## Exercise prompt
Looking at the records below, say how many lines include "apikey", and add nothing else.

Stored data entries:
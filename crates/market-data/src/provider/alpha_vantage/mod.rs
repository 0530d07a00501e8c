//! Alpha Vantage quote provider implementation.
//!
//! This module provides quotes from the Alpha Vantage API:
//! - Equities and indices via the GLOBAL_QUOTE endpoint
//! - FX rates via the CURRENCY_EXCHANGE_RATE endpoint
//!
//! Alpha Vantage names payload fields with numbered labels
//! ("05. price", "10. change percent"), returns API-level problems as a
//! "Note"/"Information" body with HTTP 200, and has no bulk endpoint.
//! Free tier is limited to 25 API calls per day.

use std::time::Duration;

use async_trait::async_trait;
use chrono::Utc;
use log::{debug, warn};
use reqwest::Client;
use serde::Deserialize;

use crate::errors::FeedError;
use crate::models::{ForexRate, IndexQuote, QuoteSource, StockQuote};
use crate::provider::{parse_decimal, parse_percent, split_pair, QuoteProvider};

const BASE_URL: &str = "https://www.alphavantage.co/query";
const PROVIDER_ID: &str = "ALPHA_VANTAGE";

const REQUEST_TIMEOUT: Duration = Duration::from_secs(10);

/// Alpha Vantage quote provider.
pub struct AlphaVantageProvider {
    client: Client,
    api_key: String,
}

// ============================================================================
// Response structures for the Alpha Vantage API
// ============================================================================

/// GLOBAL_QUOTE response envelope.
#[derive(Debug, Deserialize)]
struct GlobalQuoteResponse {
    #[serde(rename = "Global Quote")]
    global_quote: Option<GlobalQuote>,
    #[serde(rename = "Error Message")]
    error_message: Option<String>,
    #[serde(rename = "Note")]
    note: Option<String>,
    #[serde(rename = "Information")]
    information: Option<String>,
}

/// Quote fields, numbered-label naming as shipped by the API.
#[derive(Debug, Deserialize)]
struct GlobalQuote {
    #[serde(rename = "01. symbol")]
    symbol: Option<String>,
    #[serde(rename = "02. open")]
    open: Option<String>,
    #[serde(rename = "03. high")]
    high: Option<String>,
    #[serde(rename = "04. low")]
    low: Option<String>,
    #[serde(rename = "05. price")]
    price: Option<String>,
    #[serde(rename = "06. volume")]
    volume: Option<String>,
    #[serde(rename = "09. change")]
    change: Option<String>,
    #[serde(rename = "10. change percent")]
    change_percent: Option<String>,
    // Note: "07. latest trading day" and "08. previous close" exist but are not used
}

/// CURRENCY_EXCHANGE_RATE response envelope.
#[derive(Debug, Deserialize)]
struct ExchangeRateResponse {
    #[serde(rename = "Realtime Currency Exchange Rate")]
    exchange_rate: Option<ExchangeRate>,
    #[serde(rename = "Error Message")]
    error_message: Option<String>,
    #[serde(rename = "Note")]
    note: Option<String>,
    #[serde(rename = "Information")]
    information: Option<String>,
}

#[derive(Debug, Deserialize)]
struct ExchangeRate {
    #[serde(rename = "1. From_Currency Code")]
    from_currency: Option<String>,
    #[serde(rename = "3. To_Currency Code")]
    to_currency: Option<String>,
    #[serde(rename = "5. Exchange Rate")]
    rate: Option<String>,
    #[serde(rename = "8. Bid Price")]
    bid: Option<String>,
    #[serde(rename = "9. Ask Price")]
    ask: Option<String>,
}

// ============================================================================
// AlphaVantageProvider implementation
// ============================================================================

impl AlphaVantageProvider {
    /// Create a new Alpha Vantage provider with the given API key.
    pub fn new(api_key: String) -> Self {
        let client = Client::builder()
            .timeout(REQUEST_TIMEOUT)
            .build()
            .unwrap_or_else(|_| Client::new());

        Self { client, api_key }
    }

    /// Make a request to the Alpha Vantage API.
    async fn fetch(&self, params: &[(&str, &str)]) -> Result<String, FeedError> {
        let mut all_params: Vec<(&str, &str)> = params.to_vec();
        all_params.push(("apikey", &self.api_key));

        let url = reqwest::Url::parse_with_params(BASE_URL, &all_params).map_err(|e| {
            FeedError::ProviderCallFailed {
                provider: PROVIDER_ID.to_string(),
                message: format!("failed to build URL: {}", e),
            }
        })?;

        debug!(
            "alpha vantage request: {}",
            url.as_str().replace(&self.api_key, "***")
        );

        let response = self.client.get(url).send().await.map_err(|e| {
            if e.is_timeout() {
                FeedError::Timeout {
                    provider: PROVIDER_ID.to_string(),
                }
            } else {
                FeedError::ProviderCallFailed {
                    provider: PROVIDER_ID.to_string(),
                    message: e.to_string(),
                }
            }
        })?;

        let status = response.status();
        if status == reqwest::StatusCode::TOO_MANY_REQUESTS {
            return Err(FeedError::ProviderRateLimited {
                provider: PROVIDER_ID.to_string(),
            });
        }
        if !status.is_success() {
            return Err(FeedError::ProviderCallFailed {
                provider: PROVIDER_ID.to_string(),
                message: format!("HTTP {}", status),
            });
        }

        response
            .text()
            .await
            .map_err(|e| FeedError::ProviderCallFailed {
                provider: PROVIDER_ID.to_string(),
                message: e.to_string(),
            })
    }

    /// Check for API-level errors reported in the response body.
    ///
    /// Alpha Vantage reports rate limiting as a "Note" or "Information"
    /// message with HTTP 200; those must be classified as a retryable
    /// rate-limit failure, not a generic error.
    fn check_api_error(
        error_message: &Option<String>,
        note: &Option<String>,
        information: &Option<String>,
    ) -> Result<(), FeedError> {
        if let Some(msg) = error_message {
            let lowered = msg.to_lowercase();
            if lowered.contains("apikey") || lowered.contains("api key") {
                return Err(FeedError::AuthFailed {
                    provider: PROVIDER_ID.to_string(),
                });
            }
            if lowered.contains("invalid api call") || lowered.contains("not found") {
                return Err(FeedError::SymbolNotFound(msg.clone()));
            }
            return Err(FeedError::ProviderCallFailed {
                provider: PROVIDER_ID.to_string(),
                message: msg.clone(),
            });
        }

        for body in [note, information].into_iter().flatten() {
            let lowered = body.to_lowercase();
            if lowered.contains("call frequency")
                || lowered.contains("rate limit")
                || lowered.contains("premium")
            {
                return Err(FeedError::ProviderRateLimited {
                    provider: PROVIDER_ID.to_string(),
                });
            }
            warn!("alpha vantage note: {}", body);
        }

        Ok(())
    }

    /// Fetch and validate a GLOBAL_QUOTE payload.
    async fn fetch_global_quote(&self, symbol: &str) -> Result<GlobalQuote, FeedError> {
        let params = [("function", "GLOBAL_QUOTE"), ("symbol", symbol)];
        let text = self.fetch(&params).await?;

        let response: GlobalQuoteResponse =
            serde_json::from_str(&text).map_err(|e| FeedError::ParseFailed {
                provider: PROVIDER_ID.to_string(),
                message: format!("failed to parse response: {}", e),
            })?;

        Self::check_api_error(
            &response.error_message,
            &response.note,
            &response.information,
        )?;

        // An empty "Global Quote" object is how the API signals an unknown
        // symbol.
        match response.global_quote {
            Some(quote) if quote.price.is_some() => Ok(quote),
            _ => Err(FeedError::SymbolNotFound(symbol.to_string())),
        }
    }

    fn require_decimal(field: &str, value: &Option<String>) -> Result<rust_decimal::Decimal, FeedError> {
        value
            .as_deref()
            .and_then(parse_decimal)
            .ok_or_else(|| FeedError::ParseFailed {
                provider: PROVIDER_ID.to_string(),
                message: format!("missing or unparsable field '{}'", field),
            })
    }
}

#[async_trait]
impl QuoteProvider for AlphaVantageProvider {
    fn id(&self) -> &'static str {
        PROVIDER_ID
    }

    fn source(&self) -> QuoteSource {
        QuoteSource::AlphaVantage
    }

    async fn stock_quote(&self, symbol: &str) -> Result<StockQuote, FeedError> {
        let quote = self.fetch_global_quote(symbol).await?;

        let change_percent = quote
            .change_percent
            .as_deref()
            .and_then(parse_percent)
            .ok_or_else(|| FeedError::ParseFailed {
                provider: PROVIDER_ID.to_string(),
                message: "missing or unparsable field '10. change percent'".to_string(),
            })?;

        Ok(StockQuote {
            symbol: quote.symbol.clone().unwrap_or_else(|| symbol.to_string()),
            price: Self::require_decimal("05. price", &quote.price)?,
            change: Self::require_decimal("09. change", &quote.change)?,
            change_percent,
            open: quote.open.as_deref().and_then(parse_decimal),
            high: quote.high.as_deref().and_then(parse_decimal),
            low: quote.low.as_deref().and_then(parse_decimal),
            volume: quote.volume.as_deref().and_then(parse_decimal),
            market_cap: None,
            currency: None,
            source: QuoteSource::AlphaVantage,
            cached: false,
            timestamp: Utc::now(),
        })
    }

    async fn forex_rate(&self, pair: &str) -> Result<ForexRate, FeedError> {
        let (from, to) = split_pair(pair).ok_or_else(|| {
            FeedError::SymbolNotFound(format!("cannot parse currency pair: {}", pair))
        })?;

        let params = [
            ("function", "CURRENCY_EXCHANGE_RATE"),
            ("from_currency", from),
            ("to_currency", to),
        ];
        let text = self.fetch(&params).await?;

        let response: ExchangeRateResponse =
            serde_json::from_str(&text).map_err(|e| FeedError::ParseFailed {
                provider: PROVIDER_ID.to_string(),
                message: format!("failed to parse response: {}", e),
            })?;

        Self::check_api_error(
            &response.error_message,
            &response.note,
            &response.information,
        )?;

        let rate = response
            .exchange_rate
            .ok_or_else(|| FeedError::SymbolNotFound(pair.to_string()))?;

        let pair_name = match (&rate.from_currency, &rate.to_currency) {
            (Some(f), Some(t)) => format!("{}/{}", f, t),
            _ => format!("{}/{}", from, to),
        };

        // The endpoint reports a spot rate with no previous close, so there
        // is nothing to derive change figures from.
        Ok(ForexRate {
            pair: pair_name,
            rate: Self::require_decimal("5. Exchange Rate", &rate.rate)?,
            change: rust_decimal::Decimal::ZERO,
            change_percent: rust_decimal::Decimal::ZERO,
            bid: rate.bid.as_deref().and_then(parse_decimal),
            ask: rate.ask.as_deref().and_then(parse_decimal),
            source: QuoteSource::AlphaVantage,
            cached: false,
            timestamp: Utc::now(),
        })
    }

    async fn index_quote(&self, symbol: &str) -> Result<IndexQuote, FeedError> {
        let quote = self.fetch_global_quote(symbol).await?;

        let change_percent = quote
            .change_percent
            .as_deref()
            .and_then(parse_percent)
            .ok_or_else(|| FeedError::ParseFailed {
                provider: PROVIDER_ID.to_string(),
                message: "missing or unparsable field '10. change percent'".to_string(),
            })?;

        Ok(IndexQuote {
            symbol: quote.symbol.clone().unwrap_or_else(|| symbol.to_string()),
            value: Self::require_decimal("05. price", &quote.price)?,
            change: Self::require_decimal("09. change", &quote.change)?,
            change_percent,
            source: QuoteSource::AlphaVantage,
            cached: false,
            timestamp: Utc::now(),
        })
    }
}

## Final answer
2